Alistair Tait, the golf writer, tells this story: “Fellow journalists will miss her distinctive cackle. Oftentimes she was laughing at herself. Sometimes at the mishaps of the journalists in the room. All of us have been on the receiving end of Kate’s wit. She never missed the opportunity to lampoon the people she served, and revelled in others trying to take her down a peg too. All part of the brilliant banter that makes life on the road more bearable.
“During the 2018 French Open at Le Golf National, I committed a wee mistake during an interview with a European Ryder Cup player. I told Kate of my gaffe. She told me not to worry about it, it was no big deal.
“We went back to the media centre and I excused myself to get a coffee. When I came back, the letters ‘NUMPTY’ were written in huge red ink on my notepad. When I looked over towards the media desk, Kate had a huge smile on her face.”
This is what Tommy Fleetwood said on hearing of Wright’s death: “She was a huge supporter of golf, always quick-witted and not shy in telling you what she thought.”
Thomas Bjørn, captain of the Europe team at the 2018 Ryder Cup, said: “She was funny, brilliant and kind. RIP dear Kate.”

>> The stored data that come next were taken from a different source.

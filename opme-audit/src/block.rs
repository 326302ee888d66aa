//! Audit block model.

use std::fmt;

use chrono::SecondsFormat;
use opme_core::{truncate_to_micros, AuditError, TenantId, Timestamp};
use serde::{Deserialize, Deserializer, Serialize, Serializer};

use crate::canonical::{compute_block_hash, CANON_VERSION};
use crate::payload::AuditPayload;

// ============================================================================
// ACTION TYPE
// ============================================================================

/// Kind of regulated business action being recorded.
#[derive(Debug, Clone, Copy, PartialEq, Eq, Hash, Serialize, Deserialize)]
#[serde(rename_all = "snake_case")]
pub enum ActionType {
    Create,
    Update,
    Delete,
    Approve,
    Reject,
    Access,
    Export,
    ComplianceCheck,
}

impl ActionType {
    /// All action types.
    pub const ALL: [ActionType; 8] = [
        ActionType::Create,
        ActionType::Update,
        ActionType::Delete,
        ActionType::Approve,
        ActionType::Reject,
        ActionType::Access,
        ActionType::Export,
        ActionType::ComplianceCheck,
    ];

    /// Snake-case name, as used in the canonical encoding.
    pub fn as_str(&self) -> &'static str {
        match self {
            ActionType::Create => "create",
            ActionType::Update => "update",
            ActionType::Delete => "delete",
            ActionType::Approve => "approve",
            ActionType::Reject => "reject",
            ActionType::Access => "access",
            ActionType::Export => "export",
            ActionType::ComplianceCheck => "compliance_check",
        }
    }
}

impl fmt::Display for ActionType {
    fn fmt(&self, f: &mut fmt::Formatter<'_>) -> fmt::Result {
        f.write_str(self.as_str())
    }
}

// ============================================================================
// BLOCK HASH
// ============================================================================

/// SHA-256 digest of a block's canonical encoding.
///
/// Serialized as lower-case hex.
#[derive(Clone, Copy, PartialEq, Eq, Hash, PartialOrd, Ord)]
pub struct BlockHash(pub [u8; 32]);

impl BlockHash {
    /// Sentinel used as `previous_hash` of the genesis block.
    pub const GENESIS: BlockHash = BlockHash([0u8; 32]);

    /// Lower-case hex form.
    pub fn to_hex(&self) -> String {
        hex::encode(self.0)
    }

    /// Parse a 64-character hex string.
    pub fn from_hex(s: &str) -> Result<Self, AuditError> {
        let mut bytes = [0u8; 32];
        hex::decode_to_slice(s, &mut bytes).map_err(|e| AuditError::Encoding {
            reason: format!("invalid block hash '{}': {}", s, e),
        })?;
        Ok(Self(bytes))
    }

    /// Check if this is the genesis sentinel.
    pub fn is_genesis(&self) -> bool {
        self.0 == [0u8; 32]
    }

    pub fn as_bytes(&self) -> &[u8; 32] {
        &self.0
    }
}

impl fmt::Display for BlockHash {
    fn fmt(&self, f: &mut fmt::Formatter<'_>) -> fmt::Result {
        f.write_str(&self.to_hex())
    }
}

impl fmt::Debug for BlockHash {
    fn fmt(&self, f: &mut fmt::Formatter<'_>) -> fmt::Result {
        write!(f, "BlockHash({})", self.to_hex())
    }
}

impl Serialize for BlockHash {
    fn serialize<S: Serializer>(&self, serializer: S) -> Result<S::Ok, S::Error> {
        serializer.serialize_str(&self.to_hex())
    }
}

impl<'de> Deserialize<'de> for BlockHash {
    fn deserialize<D: Deserializer<'de>>(deserializer: D) -> Result<Self, D::Error> {
        let s = String::deserialize(deserializer)?;
        BlockHash::from_hex(&s).map_err(serde::de::Error::custom)
    }
}

// ============================================================================
// PARTITIONS AND HEADS
// ============================================================================

/// An independently chained audit sequence.
///
/// Each partition starts from its own genesis block; no block ever
/// references another partition's hashes.
#[derive(
    Debug, Clone, Copy, Default, PartialEq, Eq, Hash, PartialOrd, Ord, Serialize, Deserialize,
)]
#[serde(rename_all = "snake_case")]
pub enum ChainPartition {
    /// Platform-wide chain.
    #[default]
    Global,
    /// One chain per tenant organisation.
    Tenant(TenantId),
}

impl ChainPartition {
    pub fn tenant(id: TenantId) -> Self {
        ChainPartition::Tenant(id)
    }
}

impl fmt::Display for ChainPartition {
    fn fmt(&self, f: &mut fmt::Formatter<'_>) -> fmt::Result {
        match self {
            ChainPartition::Global => f.write_str("global"),
            ChainPartition::Tenant(id) => write!(f, "tenant:{}", id),
        }
    }
}

/// Latest block of a chain: the state an append is conditioned on.
#[derive(Debug, Clone, Copy, PartialEq, Eq, Serialize, Deserialize)]
pub struct ChainHead {
    pub index: u64,
    pub hash: BlockHash,
}

impl ChainHead {
    /// Index the next block must take.
    pub fn next_index(&self) -> u64 {
        self.index + 1
    }
}

// ============================================================================
// APPEND REQUEST
// ============================================================================

/// What a caller asks to record. The trail fills in index, timestamp and
/// hashes.
#[derive(Debug, Clone, PartialEq, Serialize, Deserialize)]
pub struct AppendRequest {
    pub action_type: ActionType,
    pub entity_type: String,
    pub entity_id: String,
    pub actor_id: String,
    pub payload: AuditPayload,
}

impl AppendRequest {
    pub fn new(
        action_type: ActionType,
        entity_type: impl Into<String>,
        entity_id: impl Into<String>,
        actor_id: impl Into<String>,
        payload: AuditPayload,
    ) -> Self {
        Self {
            action_type,
            entity_type: entity_type.into(),
            entity_id: entity_id.into(),
            actor_id: actor_id.into(),
            payload,
        }
    }
}

// ============================================================================
// AUDIT BLOCK
// ============================================================================

/// One immutable record in a hash chain.
#[derive(Debug, Clone, PartialEq, Serialize, Deserialize)]
pub struct AuditBlock {
    /// Position in the chain; 0 for genesis.
    pub index: u64,
    /// When the action was recorded, at microsecond precision.
    pub timestamp: Timestamp,
    pub action_type: ActionType,
    pub entity_type: String,
    pub entity_id: String,
    pub actor_id: String,
    pub payload: AuditPayload,
    /// Hash of the previous block, or [`BlockHash::GENESIS`].
    pub previous_hash: BlockHash,
    /// Hash of this block's canonical encoding.
    pub hash: BlockHash,
    /// Canonical encoding version the hash was computed with.
    pub canon_version: u16,
}

impl AuditBlock {
    /// Build and hash a block.
    pub fn seal(
        index: u64,
        previous_hash: BlockHash,
        timestamp: Timestamp,
        request: AppendRequest,
    ) -> Result<Self, AuditError> {
        let mut block = Self {
            index,
            timestamp: truncate_to_micros(timestamp),
            action_type: request.action_type,
            entity_type: request.entity_type,
            entity_id: request.entity_id,
            actor_id: request.actor_id,
            payload: request.payload,
            previous_hash,
            // Not part of the hashed content.
            hash: BlockHash::GENESIS,
            canon_version: CANON_VERSION,
        };
        block.hash = compute_block_hash(&block)?;
        Ok(block)
    }

    /// Build and hash the block that follows `head` (or the genesis block).
    pub fn next(
        head: Option<ChainHead>,
        timestamp: Timestamp,
        request: AppendRequest,
    ) -> Result<Self, AuditError> {
        match head {
            Some(head) => Self::seal(head.next_index(), head.hash, timestamp, request),
            None => Self::seal(0, BlockHash::GENESIS, timestamp, request),
        }
    }

    /// Check if this is the first block of its chain.
    pub fn is_genesis(&self) -> bool {
        self.index == 0 && self.previous_hash.is_genesis()
    }

    /// This block as a chain head.
    pub fn head(&self) -> ChainHead {
        ChainHead {
            index: self.index,
            hash: self.hash,
        }
    }

    /// Timestamp as it appears in the canonical encoding.
    pub fn timestamp_text(&self) -> String {
        self.timestamp.to_rfc3339_opts(SecondsFormat::Micros, true)
    }
}

#[cfg(test)]
mod tests {
    use super::*;
    use chrono::{DateTime, Utc};

    fn request() -> AppendRequest {
        AppendRequest::new(
            ActionType::Approve,
            "surgery_request",
            "SR-2026-0042",
            "user:dr.almeida",
            AuditPayload::Decision {
                approved: true,
                reason: Some("within coverage".to_string()),
            },
        )
    }

    #[test]
    fn test_block_hash_hex_round_trip() {
        let hash = BlockHash([0xab; 32]);
        let text = hash.to_hex();
        assert_eq!(text.len(), 64);
        assert_eq!(BlockHash::from_hex(&text).unwrap(), hash);
        assert!(BlockHash::from_hex("zz").is_err());
        assert!(BlockHash::GENESIS.is_genesis());
    }

    #[test]
    fn test_block_hash_serializes_as_hex_string() {
        let json = serde_json::to_string(&BlockHash::GENESIS).unwrap();
        assert_eq!(json, format!("\"{}\"", "0".repeat(64)));
    }

    #[test]
    fn test_genesis_block() {
        let block = AuditBlock::next(None, Utc::now(), request()).unwrap();
        assert_eq!(block.index, 0);
        assert!(block.is_genesis());
        assert!(!block.hash.is_genesis());
        assert_eq!(block.canon_version, CANON_VERSION);
    }

    #[test]
    fn test_next_block_links_to_head() {
        let genesis = AuditBlock::next(None, Utc::now(), request()).unwrap();
        let second = AuditBlock::next(Some(genesis.head()), Utc::now(), request()).unwrap();
        assert_eq!(second.index, 1);
        assert_eq!(second.previous_hash, genesis.hash);
        assert_ne!(second.hash, genesis.hash);
    }

    #[test]
    fn test_seal_truncates_timestamp() {
        let ts = DateTime::from_timestamp(1_790_000_000, 987_654_321).unwrap();
        let block = AuditBlock::seal(0, BlockHash::GENESIS, ts, request()).unwrap();
        assert_eq!(block.timestamp.timestamp_subsec_nanos(), 987_654_000);
        assert_eq!(block.timestamp_text(), "2026-09-21T14:13:20.987654Z");
    }

    #[test]
    fn test_partition_display() {
        assert_eq!(ChainPartition::Global.to_string(), "global");
        let id = uuid::Uuid::nil();
        assert_eq!(
            ChainPartition::tenant(id).to_string(),
            "tenant:00000000-0000-0000-0000-000000000000"
        );
    }

    #[test]
    fn test_action_type_names_match_serde() {
        for action in ActionType::ALL {
            let json = serde_json::to_value(action).unwrap();
            assert_eq!(json, serde_json::Value::String(action.as_str().to_string()));
        }
    }
}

Paul McGinley, Europe’s captain at the 2014 Ryder Cup, said: “(Kate) fought so bravely and another kind soul leaves us.”
The late poet and writer Maya Angelou once said, “I've learned that people will forget what you said, people will forget what you did, but people will never forget how you made them feel.” On that score Kate Wright could hardly have done better. The tributes to her haven’t stopped ringing out, louder than church bells and coming from around the world. Those of us who knew Kate were aware of that characteristic of hers. We appreciated the work she did on our behalf and have come together to say this: “Wrighty, you made us feel happy and the better for having known you. Farewell, God bless and rest in peace.”